Task brief: Pull every line with the word "Clone" out of the entries below.

(Items from a dataset)
--
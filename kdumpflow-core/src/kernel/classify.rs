/*!
Page classification.

Every decision is a pure function of one decoded descriptor, its frame
number and the configured dump level.
*/

use crate::types::{DumpLevel, Pfn};

use super::layout::LayoutTable;
use super::page::{is_valid_order, PageDescriptor, PageLayout};

/// Categories a page can be excluded under.
#[derive(Copy, Clone, Debug, PartialEq, Eq, Hash)]
pub enum PageClass {
    Zero,
    Cache,
    CachePrivate,
    UserData,
    Free,
    HwPoison,
}

/// Outcome of classifying a page.
#[derive(Copy, Clone, Debug, PartialEq, Eq)]
pub enum Verdict {
    Keep,
    /// Exclude `nr_pages` frames starting at the classified one.
    Exclude { class: PageClass, nr_pages: u64 },
}

/// Strategy used to recognise pages owned by the buddy allocator.
#[derive(Copy, Clone, Debug, PartialEq, Eq)]
pub enum BuddyDetect {
    /// Free pages are found by walking the zone free lists instead.
    None,
    /// A dedicated `PG_buddy` flag bit.
    FlagBit(u64),
    /// `_mapcount` holds a sentinel value on pages that are not slab pages.
    MapcountValue { value: u32, slab: u64 },
}

impl BuddyDetect {
    /// Selects the detection strategy supported by the kernel layout.
    pub fn from_table(table: &LayoutTable, layout: &PageLayout) -> Self {
        if !layout.has_private() {
            return BuddyDetect::None;
        }
        if let Some(bit) = table.number("PG_buddy") {
            return BuddyDetect::FlagBit(1 << bit);
        }
        match table.number("PAGE_BUDDY_MAPCOUNT_VALUE") {
            Some(value) if layout.has_mapcount() => BuddyDetect::MapcountValue {
                value: value as i32 as u32,
                slab: layout.flags.slab,
            },
            _ => BuddyDetect::None,
        }
    }

    pub fn is_buddy(&self, d: &PageDescriptor) -> bool {
        match *self {
            BuddyDetect::None => false,
            BuddyDetect::FlagBit(mask) => d.flags & mask != 0,
            BuddyDetect::MapcountValue { value, slab } => d.flags & slab == 0 && d.mapcount == value,
        }
    }
}

/// Applies the exclusion rules enabled by a dump level.
#[derive(Clone, Debug)]
pub struct Classifier<'a> {
    layout: &'a PageLayout,
    level: DumpLevel,
    buddy: BuddyDetect,
}

impl<'a> Classifier<'a> {
    pub fn new(layout: &'a PageLayout, level: DumpLevel, buddy: BuddyDetect) -> Self {
        Self {
            layout,
            level,
            buddy,
        }
    }

    /// Returns true if free pages have to be found through the free lists.
    pub fn needs_free_list_walk(&self) -> bool {
        self.level.contains(DumpLevel::FREE) && self.buddy == BuddyDetect::None
    }

    /// Classifies the page at `pfn`.
    ///
    /// Rules are checked in order and the first match wins: buddy free
    /// block, cache page without private data, cache page with private
    /// data, user data (anonymous or hugetlbfs), hardware poisoned page.
    /// Hardware poisoned pages are dropped regardless of the dump level.
    pub fn classify(&self, pfn: Pfn, d: &PageDescriptor) -> Verdict {
        let l = self.layout;
        let compound = 1u64 << d.compound_order;
        let cached = l.is_lru(d) || l.is_swapcache(d);

        let (class, nr_pages) = if self.level.contains(DumpLevel::FREE) && self.buddy.is_buddy(d) {
            let nr_pages = if is_valid_order(pfn, d.private, l.word_size) {
                1u64 << d.private
            } else {
                1
            };
            (PageClass::Free, nr_pages)
        } else if self.level.contains(DumpLevel::CACHE)
            && cached
            && !l.is_private(d)
            && !l.is_anon(d)
        {
            (PageClass::Cache, compound)
        } else if self.level.contains(DumpLevel::CACHE_PRIVATE) && cached && !l.is_anon(d) {
            (PageClass::CachePrivate, compound)
        } else if self.level.contains(DumpLevel::USER_DATA) && (l.is_anon(d) || l.is_hugetlb(d)) {
            (PageClass::UserData, compound)
        } else if l.is_hwpoison(d) {
            (PageClass::HwPoison, compound)
        } else {
            return Verdict::Keep;
        };

        Verdict::Exclude { class, nr_pages }
    }
}

#[cfg(test)]
mod tests {
    use super::*;

    const PG_LRU: u64 = 1 << 5;
    const PG_SLAB: u64 = 1 << 7;
    const PG_PRIVATE: u64 = 1 << 11;
    const PG_HWPOISON: u64 = 1 << 20;

    fn table() -> LayoutTable {
        LayoutTable::new()
            .with_size("page", 64)
            .with_offset("page.flags", 0)
            .with_offset("page._count", 28)
            .with_offset("page._mapcount", 24)
            .with_offset("page.mapping", 8)
            .with_offset("page.private", 16)
            .with_offset("page.lru", 32)
            .with_offset("list_head.next", 0)
            .with_offset("list_head.prev", 8)
            .with_number("PG_hwpoison", 20)
            .with_number("PAGE_BUDDY_MAPCOUNT_VALUE", -128)
    }

    fn desc(flags: u64, mapping: u64) -> PageDescriptor {
        PageDescriptor {
            flags,
            mapping,
            ..Default::default()
        }
    }

    fn buddy(order: u64) -> PageDescriptor {
        PageDescriptor {
            mapcount: -128i32 as u32,
            private: order,
            ..Default::default()
        }
    }

    #[test]
    fn selects_mapcount_buddy() {
        let t = table();
        let l = PageLayout::from_table(&t).unwrap();
        assert_eq!(
            BuddyDetect::from_table(&t, &l),
            BuddyDetect::MapcountValue {
                value: -128i32 as u32,
                slab: PG_SLAB
            }
        );
        let t = t.with_number("PG_buddy", 19);
        assert_eq!(BuddyDetect::from_table(&t, &l), BuddyDetect::FlagBit(1 << 19));
    }

    #[test]
    fn slab_page_is_never_buddy() {
        let t = table();
        let l = PageLayout::from_table(&t).unwrap();
        let b = BuddyDetect::from_table(&t, &l);
        let mut d = buddy(0);
        assert!(b.is_buddy(&d));
        d.flags |= PG_SLAB;
        assert!(!b.is_buddy(&d));
    }

    #[test]
    fn rule_order() {
        let t = table();
        let l = PageLayout::from_table(&t).unwrap();
        let c = Classifier::new(&l, DumpLevel::all(), BuddyDetect::from_table(&t, &l));

        assert_eq!(
            c.classify(0, &desc(PG_LRU, 0)),
            Verdict::Exclude {
                class: PageClass::Cache,
                nr_pages: 1
            }
        );
        assert_eq!(
            c.classify(0, &desc(PG_LRU | PG_PRIVATE, 0)),
            Verdict::Exclude {
                class: PageClass::CachePrivate,
                nr_pages: 1
            }
        );
        assert_eq!(
            c.classify(0, &desc(PG_LRU, 0x1)),
            Verdict::Exclude {
                class: PageClass::UserData,
                nr_pages: 1
            }
        );
        assert_eq!(
            c.classify(0, &desc(PG_HWPOISON, 0)),
            Verdict::Exclude {
                class: PageClass::HwPoison,
                nr_pages: 1
            }
        );
        assert_eq!(c.classify(0, &desc(0, 0)), Verdict::Keep);
    }

    #[test]
    fn disabled_categories_fall_through() {
        let t = table();
        let l = PageLayout::from_table(&t).unwrap();
        let c = Classifier::new(&l, DumpLevel::CACHE_PRIVATE, BuddyDetect::from_table(&t, &l));
        // without CACHE the clean cache page lands in the private bucket
        assert_eq!(
            c.classify(0, &desc(PG_LRU, 0)),
            Verdict::Exclude {
                class: PageClass::CachePrivate,
                nr_pages: 1
            }
        );
        assert_eq!(c.classify(0, &buddy(3)), Verdict::Keep);

        let c = Classifier::new(&l, DumpLevel::empty(), BuddyDetect::None);
        assert_eq!(
            c.classify(0, &desc(PG_HWPOISON | PG_LRU, 0)),
            Verdict::Exclude {
                class: PageClass::HwPoison,
                nr_pages: 1
            }
        );
    }

    #[test]
    fn buddy_run_length() {
        let t = table();
        let l = PageLayout::from_table(&t).unwrap();
        let c = Classifier::new(&l, DumpLevel::FREE, BuddyDetect::from_table(&t, &l));
        assert_eq!(
            c.classify(0x40, &buddy(3)),
            Verdict::Exclude {
                class: PageClass::Free,
                nr_pages: 8
            }
        );
        assert_eq!(
            c.classify(0x41, &buddy(3)),
            Verdict::Exclude {
                class: PageClass::Free,
                nr_pages: 1
            }
        );
    }

    #[test]
    fn classification_is_repeatable() {
        let t = table();
        let l = PageLayout::from_table(&t).unwrap();
        let c = Classifier::new(&l, DumpLevel::all(), BuddyDetect::from_table(&t, &l));
        let d = PageDescriptor {
            flags: PG_LRU,
            compound_order: 2,
            ..Default::default()
        };
        assert_eq!(c.classify(8, &d), c.classify(8, &d));
    }

    #[test]
    fn free_list_walk_needed_without_buddy_detection() {
        let t = table();
        let l = PageLayout::from_table(&t).unwrap();
        assert!(Classifier::new(&l, DumpLevel::FREE, BuddyDetect::None).needs_free_list_walk());
        assert!(!Classifier::new(&l, DumpLevel::CACHE, BuddyDetect::None).needs_free_list_walk());
    }
}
--
Expected output:
#[derive(Copy, Clone, Debug, PartialEq, Eq, Hash)]
#[derive(Copy, Clone, Debug, PartialEq, Eq)]
#[derive(Copy, Clone, Debug, PartialEq, Eq)]
#[derive(Clone, Debug)]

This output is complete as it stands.